With a typeref we can bind a pegasus type to any Scala class we want. When we do this, Courier will not generate a class, but instead will use the existing class the we specify.
In order for this to work, we must define a separate “coercer” class that converts the pegasus type (a string here) into the scala class.
We expect custom type bindings to be used heavily for core types like as CourseId and UUID.
For arity-1 case classes we plan add a feature to Courier to automatically handle the coercion, so a coercerClass will not need to be defined for simple “AnyVal” type case classes.
In addition to the schema language, pegasus provides a well engineered Java implementation that we can take advantage of.
One feature that we get “out-of-the-gate” is schema based data validation as well as the ability to write custom validators.
We also get Java and Scala code generators.
Any Android developers might be interested to know that the Java generator is available via a gradle plugin.
Linkedin is working on code generators for Swift and planning to write a specialized code generator specifically for Android. I checked with LinkedIn a few weeks ago and at the time they were not willing to give me a firm date when these will be available. I was told that the Swift generator was basically “code complete” they were still working with the mobile team to improve the generated code to address some specific concerns I’m happy to let them flesh this stuff and get something polished when it’s ready! I will continue to check in with the rest.li team to make sure this is progressing.
As I mentioned earlier, pegasus supports a multiple message formats. It calls these codecs.
PSON is a binary format that is a bit more compact than JSON and is much cheaper, computationally to serialize/deserialize. We don’t have any immediate plans to use PSON, but have considered using it instead of JSON at the storage layer, and could turn it on between high traffic services to reduce CPU is it becomes as bottleneck..
Compatibility with Avro may have a number of advantages as it is a particularly compact binary protocol. Again, we don’t have any immediate plans to use Avro, but could potentially use it at the storage layer.
Courier adds two custom codecs for string keys that I’ll discuss in more detail later.
At LinkedIn, pegasus is the primary system for inter-service communication. It’s battle tested and performance tested. A huge amount of engineering effort has gone into productionalizing this code and performance optimizing it.
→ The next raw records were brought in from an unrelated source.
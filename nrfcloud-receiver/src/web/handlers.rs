//! Webhook endpoint handlers.
//!
//! The nRF Cloud handler runs its gates in a fixed order, each of which can
//! end the request:
//! 1. Required configuration present (500)
//! 2. POST only (405)
//! 3. Signature header present and matching the raw body (401)
//! 4. Body is JSON (400)
//! 5. Verification handshake acknowledged (200)
//!
//! Past the gates the batch is persisted and the answer is always 200.

use std::sync::Arc;

use axum::{
    body::Bytes,
    extract::State,
    http::{HeaderMap, Method, StatusCode},
    Json,
};
use serde::Serialize;
use tracing::{error, info, warn};

use crate::payload::{classify, WebhookPayload};
use crate::persist::persist_messages;
use crate::store::StoreFactory;
use crate::web::signature::{verify_signature, SignatureCheck, SIGNATURE_HEADER};
use crate::Config;

pub const INTERNAL_ERROR: &str = "Internal Server Error";
pub const METHOD_NOT_ALLOWED: &str = "Method Not Allowed";
pub const MISSING_SIGNATURE: &str = "Unauthorized: Missing signature";
pub const INVALID_SIGNATURE: &str = "Unauthorized: Invalid signature";
pub const INVALID_JSON: &str = "Invalid JSON";
pub const VERIFICATION_ACKNOWLEDGED: &str = "Verification request acknowledged";
pub const PROCESSING_COMPLETE: &str = "Webhook processing complete";

/// Shared application state.
#[derive(Clone)]
pub struct AppState {
    pub config: Arc<Config>,
    pub stores: Arc<dyn StoreFactory>,
}

impl AppState {
    pub fn new(config: Config, stores: impl StoreFactory + 'static) -> Self {
        Self {
            config: Arc::new(config),
            stores: Arc::new(stores),
        }
    }
}

// =============================================================================
// Health Check
// =============================================================================

/// Health check response.
#[derive(Serialize)]
pub struct HealthResponse {
    pub status: &'static str,
}

/// Health check endpoint.
pub async fn health() -> Json<HealthResponse> {
    Json(HealthResponse { status: "ok" })
}

// =============================================================================
// nRF Cloud Webhook
// =============================================================================

/// nRF Cloud webhook endpoint.
///
/// Mounted for every method so that non-POST requests get the plain-text
/// 405 below rather than axum's empty one.
pub async fn nrfcloud_webhook(
    State(state): State<AppState>,
    method: Method,
    headers: HeaderMap,
    body: Bytes,
) -> (StatusCode, &'static str) {
    let config = state.config.as_ref();

    let Some(required) = config.required() else {
        error!(
            missing = ?config.missing_required(),
            "nrfcloud_config_missing"
        );
        return (StatusCode::INTERNAL_SERVER_ERROR, INTERNAL_ERROR);
    };

    if method != Method::POST {
        warn!(method = %method, "nrfcloud_method_not_allowed");
        return (StatusCode::METHOD_NOT_ALLOWED, METHOD_NOT_ALLOWED);
    }

    let Some(signature) = headers
        .get(SIGNATURE_HEADER)
        .filter(|v| !v.as_bytes().is_empty())
    else {
        warn!("nrfcloud_signature_missing");
        return (StatusCode::UNAUTHORIZED, MISSING_SIGNATURE);
    };
    let received = String::from_utf8_lossy(signature.as_bytes());

    match verify_signature(required.webhook_secret, &body, &received) {
        SignatureCheck::Valid => {
            info!(body_length = body.len(), "nrfcloud_signature_verified");
        }
        SignatureCheck::Mismatch { expected } => {
            warn!(
                expected = %expected,
                received = %received,
                "nrfcloud_signature_invalid"
            );
            return (StatusCode::UNAUTHORIZED, INVALID_SIGNATURE);
        }
        SignatureCheck::InvalidKey => {
            return (StatusCode::UNAUTHORIZED, INVALID_SIGNATURE);
        }
    }

    let payload = match classify(&body) {
        Ok(p) => p,
        Err(e) => {
            warn!(error = %e, "nrfcloud_invalid_json");
            return (StatusCode::BAD_REQUEST, INVALID_JSON);
        }
    };

    match payload {
        WebhookPayload::Verification(verification) => {
            info!(
                token = verification.token.as_deref().unwrap_or_default(),
                has_token = verification.token.is_some(),
                "nrfcloud_verification_received"
            );
            return (StatusCode::OK, VERIFICATION_ACKNOWLEDGED);
        }
        WebhookPayload::Telemetry(batch) => {
            let store = state.stores.open(config);
            persist_messages(
                store.as_ref(),
                required.database_id,
                required.collection_id,
                &batch.messages,
            )
            .await;
        }
        WebhookPayload::Unrecognized => {
            info!("nrfcloud_no_messages");
        }
    }

    (StatusCode::OK, PROCESSING_COMPLETE)
}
Okay, so how does Courier integrate with SBT?
Courier has been a part of “models” project in infra-services for over a month.
The code generator runs before the compile task. You don’t need to change your development workflow. Courier will automatically generate classes as needed.
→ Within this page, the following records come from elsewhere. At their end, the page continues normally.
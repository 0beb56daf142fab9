//! Errors returned by document store clients.

use thiserror::Error;

#[derive(Debug, Error)]
pub enum StoreError {
    /// The request never produced a response (connect failure, timeout).
    #[error("request to document store failed: {0}")]
    Transport(#[from] reqwest::Error),

    /// The store answered with a non-success status.
    #[error("document store rejected request: HTTP {status}: {message}")]
    Rejected {
        status: u16,
        /// Appwrite error type, e.g. `document_invalid_structure`
        kind: Option<String>,
        message: String,
    },

    /// The store answered 2xx but the body was not a document.
    #[error("unexpected document store response: {0}")]
    InvalidResponse(String),
}

impl StoreError {
    /// HTTP status of a rejected request.
    pub fn status(&self) -> Option<u16> {
        match self {
            StoreError::Rejected { status, .. } => Some(*status),
            _ => None,
        }
    }
}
If you make a change to a .pdsc, just run `compile`. If you want, you can run SBT `~compile`, which will watch for changes to .pdsc files and run courier automatically.
Courier emits contextual error messages like the one shown here if there are any errors in schemas.
The Courier plugin is integrated with Play!
Error messages, like the missing closing quote on line 7 here, will appear in the browser when using Play!